Wisdom IN Literature: The Lost Gospel of Lazarus on Wonder and Mystery

Last Summer, I did a short series that I called “Wisdom in Literature,” about how some of my favourite novels intersect with issues of faith. I thought it would be fun to pick that up again, with some of my favourite recent reads.

Today I’m going to talk about a recent Jewish retelling of the Jesus story: Richard Zimler’s The Lost Gospel of Lazarus (published in 2023 in North America, originally published in 2019 as The Gospel According to Lazarus). There are a lot of things I loved about this book. For one, it places Jesus — better than any other book I’ve read, fiction or non — into a realistic first-century Jewish context. This is a world filled with superstition, magic, and mysticism as much as it is with conspiracy, politics, and violence. Far too many pieces of Jesus literature just use a lot of a Semiticisms and expect that to do the work for them, but Zimler is far too knowledgeable and too strong of a writer to be that lazy, and it shows in the immersive world he builds here.

But the aspect of the book I’d like to touch on today is its sense of wonder before the mysteries of the world, life, and death.

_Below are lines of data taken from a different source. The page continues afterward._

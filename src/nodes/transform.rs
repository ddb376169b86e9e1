use crate::{
    animation::interpolator::KeyframeInterpolator,
    foundation::core::{Affine, Frame, Point, Transform3D, Vec2},
};

/// Keyframed shape-group transform (anchor, position, scale, rotation).
///
/// Scale is a percentage, rotation is in degrees, matching the animation description
/// format.
#[derive(Clone, Debug)]
pub struct ShapeTransform {
    /// Pivot in local space.
    pub anchor: KeyframeInterpolator<Point>,
    /// Position of the pivot in parent space.
    pub position: KeyframeInterpolator<Point>,
    /// Scale in percent (100 = identity).
    pub scale: KeyframeInterpolator<Vec2>,
    /// Clockwise rotation in degrees.
    pub rotation: KeyframeInterpolator<f64>,
}

impl Default for ShapeTransform {
    fn default() -> Self {
        Self {
            anchor: KeyframeInterpolator::constant(Point::ZERO),
            position: KeyframeInterpolator::constant(Point::ZERO),
            scale: KeyframeInterpolator::constant(Vec2::new(100.0, 100.0)),
            rotation: KeyframeInterpolator::constant(0.0),
        }
    }
}

impl ShapeTransform {
    /// Whether any component changes at `frame`.
    pub fn has_update(&self, frame: Frame) -> bool {
        self.anchor.has_update(frame)
            | self.position.has_update(frame)
            | self.scale.has_update(frame)
            | self.rotation.has_update(frame)
    }

    /// Sample the composed transform at `frame`.
    pub fn transform(&mut self, frame: Frame) -> Transform3D {
        let anchor = self.anchor.value(frame).to_vec2();
        let position = self.position.value(frame).to_vec2();
        let scale = self.scale.value(frame) / 100.0;
        let rotation = self.rotation.value(frame).to_radians();

        // T(position) * R(rotation) * S(scale) * T(-anchor)
        let affine = Affine::translate(position)
            * Affine::rotate(rotation)
            * Affine::scale_non_uniform(scale.x, scale.y)
            * Affine::translate(-anchor);
        Transform3D::from_affine(affine)
    }
}

#[cfg(test)]
#[path = "../../tests/unit/nodes/transform.rs"]
mod tests;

Here is just a sample of some of my favourite quotes from the book that touch on this idea:

  • “Beware of men who see no mystery when they look at their reflection.”
  • “We are all of us Adam and all of us Havvah [Eve], for the moment we realize we are alive — and separate from God — we become exiled from Eden.”
  • “I consider what my mosaics would reveal about myself and the world if I had the courage to defy all expectations — if I could free what has been marked for sacrifice in my own self.”
  • “Can it be that a small part of the Lord — exactly the size of a man — dies each time we do?”
  • “In death, we never much resemble who we were in life, for all the mystery is gone.”
  • “[T]he mysteries of the world sometimes appear to each of us in ways that others cannot see, and there are experiences that are not meant to be shared.”
  • “[W]hen I feel my life has been wasted, he tells me to keep walking. He says that a journey well-travelled is a worthy — even glorious — accomplishment in itself.”

I could gush about each of these quotes for hours, but they touch powerfully on the wonder not just of life in general, but on every single life in particular. Each of us is unique, irreproducible, and therefore of infinite value. But amidst this gloriously high vision of humanity, it also recognizes the limitations and challenges of being human: the blindness to mystery and lack of self-awareness that afflicts so many, the universal recognition of separateness from God, and those pieces of our personalities and hearts we are too often asked to sacrifice on the altar of community and fitting in. All of these speak to alienation of one kind or another — an alienation from oneself that makes hard to see how our lives impact others, for good or for ill, an alienation from God that seeps into the deepest places of our hearts, and an alienation from the truest and fullest version ourselves.

But of course there is always hope. And this hope often manifests as wonder at the beauty and majesty of creation — including the vastness of space and the infinite depths of the heart — and of the God who placed eternity in our hearts.

May all our lives be filled with mystery, awe, and wonder. Amen!